> _Assignment_
The response must consist of all the records, retyped exactly.

[Dataset items]
Content starts
//! Runtime façade wiring the bus, scheduler, and workflow orchestrator.

use std::sync::atomic::{AtomicBool, Ordering};
use std::sync::Arc;

use serde::Serialize;
use serde_json::{Map, Value};
use tracing::info;

use crate::bus::{BusStats, Event, EventBus};
use crate::scheduler::{Task, TaskScheduler};
use crate::workflow::{AgentExecutor, WorkflowOrchestrator};

/// Top-level coordinator for one orchestration process.
///
/// Owns an [`EventBus`] and a [`TaskScheduler`] built on it, and — once an
/// executor is supplied — a [`WorkflowOrchestrator`] that shares the bus
/// for lifecycle events. Agents stay outside: they subscribe to the bus
/// and are reached only through events or the executor seam.
pub struct Runtime {
    bus: EventBus,
    scheduler: TaskScheduler,
    workflows: Option<Arc<WorkflowOrchestrator>>,
    running: AtomicBool,
}

/// Point-in-time summary of the runtime's subsystems.
#[derive(Debug, Clone, Serialize)]
pub struct RuntimeStatus {
    /// Whether `start` has been called (and `stop` has not).
    pub running: bool,
    /// Bus delivery counters.
    pub bus: BusStats,
    /// Tasks waiting on dependencies.
    pub pending_tasks: usize,
    /// Dispatched, not yet completed tasks.
    pub running_tasks: usize,
}

impl Default for Runtime {
    fn default() -> Self {
        Self::new()
    }
}

impl Runtime {
    /// Create a runtime with a fresh bus.
    #[must_use]
    pub fn new() -> Self {
        Self::with_bus(EventBus::default())
    }

    /// Create a runtime on an existing bus.
    #[must_use]
    pub fn with_bus(bus: EventBus) -> Self {
        let scheduler = TaskScheduler::new(bus.clone());
        Self {
            bus,
            scheduler,
            workflows: None,
            running: AtomicBool::new(false),
        }
    }

    /// Attach an agent executor, enabling workflow orchestration.
    #[must_use]
    pub fn with_executor(mut self, executor: Arc<dyn AgentExecutor>) -> Self {
        self.workflows = Some(Arc::new(
            WorkflowOrchestrator::new(executor).with_bus(self.bus.clone()),
        ));
        self
    }

    /// The shared event bus.
    #[must_use]
    pub fn bus(&self) -> &EventBus {
        &self.bus
    }

    /// The task scheduler.
    #[must_use]
    pub fn scheduler(&self) -> &TaskScheduler {
        &self.scheduler
    }

    /// The workflow orchestrator, when an executor was attached.
    #[must_use]
    pub fn workflows(&self) -> Option<&Arc<WorkflowOrchestrator>> {
        self.workflows.as_ref()
    }

    // ── Lifecycle ───────────────────────────────────────────────────

    /// Start the bus, then the scheduler. Idempotent.
    pub async fn start(&self) {
        if self.running.swap(true, Ordering::SeqCst) {
            return;
        }
        self.bus.start().await;
        self.scheduler.start();
        info!("runtime started");
    }

    /// Stop the scheduler, then the bus (final drain). Idempotent.
    pub async fn stop(&self) {
        if !self.running.swap(false, Ordering::SeqCst) {
            return;
        }
        self.scheduler.stop().await;
        self.bus.stop().await;
        info!("runtime stopped");
    }

    /// Whether the runtime is currently running.
    #[must_use]
    pub fn is_running(&self) -> bool {
        self.running.load(Ordering::SeqCst)
    }

    // ── Work submission ─────────────────────────────────────────────

    /// Submit a plain-content task, the primary way to hand work to the
    /// swarm. Returns the task id for tracking.
    pub async fn submit_task(&self, content: impl Into<String>) -> String {
        let content = content.into();
        let name: String = content.chars().take(50).collect();
        let mut payload = Map::new();
        payload.insert("content".to_string(), Value::String(content.clone()));

        self.scheduler
            .submit(
                Task::new(name)
                    .with_description(content)
                    .with_payload(payload),
            )
            .await
    }

    /// Publish an event directly on the bus.
    pub async fn broadcast(&self, topic: impl Into<String>, payload: Map<String, Value>) {
        self.bus
            .publish(Event::new(topic).with_payload(payload).with_source("runtime"))
            .await;
    }

    // ── Introspection ───────────────────────────────────────────────

    /// Snapshot the runtime's current state.
    pub async fn status(&self) -> RuntimeStatus {
        RuntimeStatus {
            running: self.is_running(),
            bus: self.bus.stats(),
            pending_tasks: self.scheduler.pending_count().await,
            running_tasks: self.scheduler.running_count().await,
        }
    }
}

#[cfg(test)]
mod tests {
    use super::*;
    use serde_json::json;
    use std::sync::Mutex;

    #[tokio::test]
    async fn test_start_stop_idempotent() {
        let runtime = Runtime::new();
        assert!(!runtime.is_running());

        runtime.start().await;
        runtime.start().await;
        assert!(runtime.is_running());

        runtime.stop().await;
        runtime.stop().await;
        assert!(!runtime.is_running());
    }

    #[tokio::test]
    async fn test_submit_task_flows_through_bus() {
        let runtime = Runtime::new();
        let received = Arc::new(Mutex::new(Vec::new()));
        let sink = received.clone();
        runtime
            .bus()
            .subscribe_fn("task.created", Some("worker".to_string()), move |event| {
                let sink = sink.clone();
                async move {
                    sink.lock().unwrap().push(event);
                    Ok(())
                }
            });

        runtime.start().await;
        let task_id = runtime.submit_task("summarize the quarterly report").await;
        runtime.stop().await;

        let received = received.lock().unwrap();
        assert_eq!(received.len(), 1);
        assert_eq!(received[0].payload["task_id"], json!(task_id));
        assert_eq!(
            received[0].payload["content"],
            json!("summarize the quarterly report")
        );
    }

    #[tokio::test]
    async fn test_broadcast_and_status() {
        let runtime = Runtime::new();
        runtime.start().await;

        let mut payload = Map::new();
        payload.insert("note".to_string(), json!("hello"));
        runtime.broadcast("announce", payload).await;

        let status = runtime.status().await;
        assert!(status.running);
        assert_eq!(status.bus.published, 1);
        assert_eq!(status.pending_tasks, 0);

        runtime.stop().await;
    }
}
Content ends
> _Finished exercise_
//! Runtime façade wiring the bus, scheduler, and workflow orchestrator.

use std::sync::atomic::{AtomicBool, Ordering};
use std::sync::Arc;

use serde::Serialize;
use serde_json::{Map, Value};
use tracing::info;

use crate::bus::{BusStats, Event, EventBus};
use crate::scheduler::{Task, TaskScheduler};
use crate::workflow::{AgentExecutor, WorkflowOrchestrator};

/// Top-level coordinator for one orchestration process.
///
/// Owns an [`EventBus`] and a [`TaskScheduler`] built on it, and — once an
/// executor is supplied — a [`WorkflowOrchestrator`] that shares the bus
/// for lifecycle events. Agents stay outside: they subscribe to the bus
/// and are reached only through events or the executor seam.
pub struct Runtime {
    bus: EventBus,
    scheduler: TaskScheduler,
    workflows: Option<Arc<WorkflowOrchestrator>>,
    running: AtomicBool,
}

/// Point-in-time summary of the runtime's subsystems.
#[derive(Debug, Clone, Serialize)]
pub struct RuntimeStatus {
    /// Whether `start` has been called (and `stop` has not).
    pub running: bool,
    /// Bus delivery counters.
    pub bus: BusStats,
    /// Tasks waiting on dependencies.
    pub pending_tasks: usize,
    /// Dispatched, not yet completed tasks.
    pub running_tasks: usize,
}

impl Default for Runtime {
    fn default() -> Self {
        Self::new()
    }
}

impl Runtime {
    /// Create a runtime with a fresh bus.
    #[must_use]
    pub fn new() -> Self {
        Self::with_bus(EventBus::default())
    }

    /// Create a runtime on an existing bus.
    #[must_use]
    pub fn with_bus(bus: EventBus) -> Self {
        let scheduler = TaskScheduler::new(bus.clone());
        Self {
            bus,
            scheduler,
            workflows: None,
            running: AtomicBool::new(false),
        }
    }

    /// Attach an agent executor, enabling workflow orchestration.
    #[must_use]
    pub fn with_executor(mut self, executor: Arc<dyn AgentExecutor>) -> Self {
        self.workflows = Some(Arc::new(
            WorkflowOrchestrator::new(executor).with_bus(self.bus.clone()),
        ));
        self
    }

    /// The shared event bus.
    #[must_use]
    pub fn bus(&self) -> &EventBus {
        &self.bus
    }

    /// The task scheduler.
    #[must_use]
    pub fn scheduler(&self) -> &TaskScheduler {
        &self.scheduler
    }

    /// The workflow orchestrator, when an executor was attached.
    #[must_use]
    pub fn workflows(&self) -> Option<&Arc<WorkflowOrchestrator>> {
        self.workflows.as_ref()
    }

    // ── Lifecycle ───────────────────────────────────────────────────

    /// Start the bus, then the scheduler. Idempotent.
    pub async fn start(&self) {
        if self.running.swap(true, Ordering::SeqCst) {
            return;
        }
        self.bus.start().await;
        self.scheduler.start();
        info!("runtime started");
    }

    /// Stop the scheduler, then the bus (final drain). Idempotent.
    pub async fn stop(&self) {
        if !self.running.swap(false, Ordering::SeqCst) {
            return;
        }
        self.scheduler.stop().await;
        self.bus.stop().await;
        info!("runtime stopped");
    }

    /// Whether the runtime is currently running.
    #[must_use]
    pub fn is_running(&self) -> bool {
        self.running.load(Ordering::SeqCst)
    }

    // ── Work submission ─────────────────────────────────────────────

    /// Submit a plain-content task, the primary way to hand work to the
    /// swarm. Returns the task id for tracking.
    pub async fn submit_task(&self, content: impl Into<String>) -> String {
        let content = content.into();
        let name: String = content.chars().take(50).collect();
        let mut payload = Map::new();
        payload.insert("content".to_string(), Value::String(content.clone()));

        self.scheduler
            .submit(
                Task::new(name)
                    .with_description(content)
                    .with_payload(payload),
            )
            .await
    }

    /// Publish an event directly on the bus.
    pub async fn broadcast(&self, topic: impl Into<String>, payload: Map<String, Value>) {
        self.bus
            .publish(Event::new(topic).with_payload(payload).with_source("runtime"))
            .await;
    }

    // ── Introspection ───────────────────────────────────────────────

    /// Snapshot the runtime's current state.
    pub async fn status(&self) -> RuntimeStatus {
        RuntimeStatus {
            running: self.is_running(),
            bus: self.bus.stats(),
            pending_tasks: self.scheduler.pending_count().await,
            running_tasks: self.scheduler.running_count().await,
        }
    }
}

#[cfg(test)]
mod tests {
    use super::*;
    use serde_json::json;
    use std::sync::Mutex;

    #[tokio::test]
    async fn test_start_stop_idempotent() {
        let runtime = Runtime::new();
        assert!(!runtime.is_running());

        runtime.start().await;
        runtime.start().await;
        assert!(runtime.is_running());

        runtime.stop().await;
        runtime.stop().await;
        assert!(!runtime.is_running());
    }

    #[tokio::test]
    async fn test_submit_task_flows_through_bus() {
        let runtime = Runtime::new();
        let received = Arc::new(Mutex::new(Vec::new()));
        let sink = received.clone();
        runtime
            .bus()
            .subscribe_fn("task.created", Some("worker".to_string()), move |event| {
                let sink = sink.clone();
                async move {
                    sink.lock().unwrap().push(event);
                    Ok(())
                }
            });

        runtime.start().await;
        let task_id = runtime.submit_task("summarize the quarterly report").await;
        runtime.stop().await;

        let received = received.lock().unwrap();
        assert_eq!(received.len(), 1);
        assert_eq!(received[0].payload["task_id"], json!(task_id));
        assert_eq!(
            received[0].payload["content"],
            json!("summarize the quarterly report")
        );
    }

    #[tokio::test]
    async fn test_broadcast_and_status() {
        let runtime = Runtime::new();
        runtime.start().await;

        let mut payload = Map::new();
        payload.insert("note".to_string(), json!("hello"));
        runtime.broadcast("announce", payload).await;

        let status = runtime.status().await;
        assert!(status.running);
        assert_eq!(status.bus.published, 1);
        assert_eq!(status.pending_tasks, 0);

        runtime.stop().await;
    }
}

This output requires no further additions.